A more elaborate undertaking was the reconstruction of Bach's lost St Mark Passion, BWV 247: its libretto, printed in 1732, survived without music. Bach's two surviving Passions (St Matthew and St John) are among the composer's most often performed vocal works, and Bach's most popular oratorio, the Christmas Oratorio, written in the early 1730s like the St Mark Passion, was apparently to a large extent based on earlier compositions by Bach: a similar assumption was made for the St Mark. From the second half of the 20th century, there were several attempts to reconstruct the St Mark based on extant material from Bach's music library.

Since the 19th century, a violin concerto model has been suggested for Bach's first Harpsichord Concerto, BWV 1052: the violin concertos resulting from various reconstruction attempts seem to indicate, at least according to Peter Wollny, that for this harpsichord concerto there was likely no violin concerto model. In the 1980s Peter Williams suggested that the well-known Toccata and Fugue in D minor, BWV 565, for organ, may have been based on piece for violin: in this case the violin version reconstruction appeared to be more convincing.

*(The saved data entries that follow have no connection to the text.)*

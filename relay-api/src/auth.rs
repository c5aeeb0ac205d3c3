/*
 * Copyright 2025 Security Union LLC
 *
 * Licensed under either of
 *
 * * Apache License, Version 2.0
 *   (http://www.apache.org/licenses/LICENSE-2.0)
 * * MIT license
 *   (http://opensource.org/licenses/MIT)
 *
 * at your option.
 */

//! Axum extractor that authenticates a request from its `Authorization: Bearer` header.

use axum::{
    extract::FromRequestParts,
    http::{header, request::Parts, HeaderMap},
};
use relay_types::SessionClaims;

use crate::error::AppError;
use crate::state::AppState;
use crate::token_validator;

/// Why no credential could be taken from the request headers.
#[derive(Debug, Clone, Copy, PartialEq, Eq)]
pub enum CredentialError {
    /// No `Authorization` header, or one with an empty value.
    Missing,
    /// Header present but not of the form `Bearer <token>`.
    Malformed,
}

/// Extract the bearer token from the `Authorization` header.
///
/// Accepts exactly two whitespace-separated parts, the first being the
/// `Bearer` scheme (case-insensitive). A blank header counts as absent.
pub fn bearer_credential(headers: &HeaderMap) -> Result<&str, CredentialError> {
    let value = headers
        .get(header::AUTHORIZATION)
        .ok_or(CredentialError::Missing)?
        .to_str()
        .map_err(|_| CredentialError::Malformed)?;
    if value.trim().is_empty() {
        return Err(CredentialError::Missing);
    }

    let mut parts = value.split_whitespace();
    match (parts.next(), parts.next(), parts.next()) {
        (Some(scheme), Some(token), None) if scheme.eq_ignore_ascii_case("bearer") => Ok(token),
        _ => Err(CredentialError::Malformed),
    }
}

/// Extractor that resolves the verified session claims of the caller.
///
/// Usage in a handler:
/// ```ignore
/// async fn my_handler(SessionUser(claims): SessionUser) { ... }
/// ```
#[derive(Debug)]
pub struct SessionUser(pub SessionClaims);

impl FromRequestParts<AppState> for SessionUser {
    type Rejection = AppError;

    async fn from_request_parts(
        parts: &mut Parts,
        state: &AppState,
    ) -> Result<Self, Self::Rejection> {
        let token = bearer_credential(&parts.headers).map_err(|e| match e {
            CredentialError::Missing => AppError::MissingCredential,
            CredentialError::Malformed => {
                tracing::debug!("Rejecting malformed Authorization header");
                AppError::InvalidSession
            }
        })?;

        token_validator::verify_session(&state.jwt_secret, token)
            .map(SessionUser)
            .map_err(|e| {
                tracing::debug!("Session token rejected: {e}");
                AppError::InvalidSession
            })
    }
}

#[cfg(test)]
mod tests {
    use super::*;
    use axum::http::HeaderValue;

    fn headers(value: Option<&'static str>) -> HeaderMap {
        let mut map = HeaderMap::new();
        if let Some(v) = value {
            map.insert(header::AUTHORIZATION, HeaderValue::from_static(v));
        }
        map
    }

    #[test]
    fn bearer_token_is_extracted() {
        let map = headers(Some("Bearer abc.def.ghi"));
        assert_eq!(bearer_credential(&map), Ok("abc.def.ghi"));
    }

    #[test]
    fn scheme_is_case_insensitive_and_whitespace_tolerant() {
        let map = headers(Some("bearer   abc.def.ghi "));
        assert_eq!(bearer_credential(&map), Ok("abc.def.ghi"));
    }

    #[test]
    fn missing_header_is_missing() {
        assert_eq!(bearer_credential(&headers(None)), Err(CredentialError::Missing));
    }

    #[test]
    fn blank_header_is_missing() {
        for value in ["", " ", "\t  "] {
            assert_eq!(
                bearer_credential(&headers(Some(value))),
                Err(CredentialError::Missing),
                "{value:?} should be missing"
            );
        }
    }

    #[test]
    fn malformed_headers_are_rejected() {
        for value in ["Bearer", "Bearer ", "Basic dXNlcjpwdw==", "abc.def.ghi", "Bearer a b"] {
            assert_eq!(
                bearer_credential(&headers(Some(value))),
                Err(CredentialError::Malformed),
                "{value:?} should be malformed"
            );
        }
    }

    #[test]
    fn non_ascii_header_is_malformed() {
        let mut map = HeaderMap::new();
        map.insert(
            header::AUTHORIZATION,
            HeaderValue::from_bytes(b"Bearer \xff\xfe").unwrap(),
        );
        assert_eq!(bearer_credential(&map), Err(CredentialError::Malformed));
    }
}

In the introduction of the 1990 second edition of the Bach-Werke-Verzeichnis (BWV), Wolfgang Schmieder suggested to indicate reconstructions by the addition of a "R" to the BWV number of the extant version of the composition on which the reconstruction was based, thus, e.g. the violin and oboe version of the BWV 1060 concerto would be numbered BWV 1060R.

==Vocal music==
Reconstructions of Bach's vocal music are often based on surviving lyrics, such as librettos, which show similarities with those of extant music, so that the variant text can be combined with the known music.

In vocal music, recitatives are often a particularly difficult challenge for reconstruction: when Bach parodied his own vocal music, he reused music of arias, duets and choruses for the new work, but recitatives with different lyrics were less suitable for such transcriptions. For example, when he adapted Vereinigte Zwietracht der wechselnden Saiten, BWV 207, one of his secular cantatas, into Auf, schmetternde Töne der muntern Trompeten, BWV 207a, for a different occasion, he reused the music of all movements except the music of the recitative movements 2, 4 and 6: he composed new music for the recitatives of the later work. An exception appears to have been when he parodied the Michaelmas cantata BWV 248a, recitatives and all, into the sixth part of his Christmas Oratorio: how exactly he proceeded with this adaptation can however not be ascertained while the text of the BWV 248a cantata went lost. Reconstruction of recitatives may depend on borrowing music of recitatives with somewhat similar lyrics (e.g. Simon Heighes 1995), or re-composing recitatives in the style of Bach (e.g. Ton Koopman 2000).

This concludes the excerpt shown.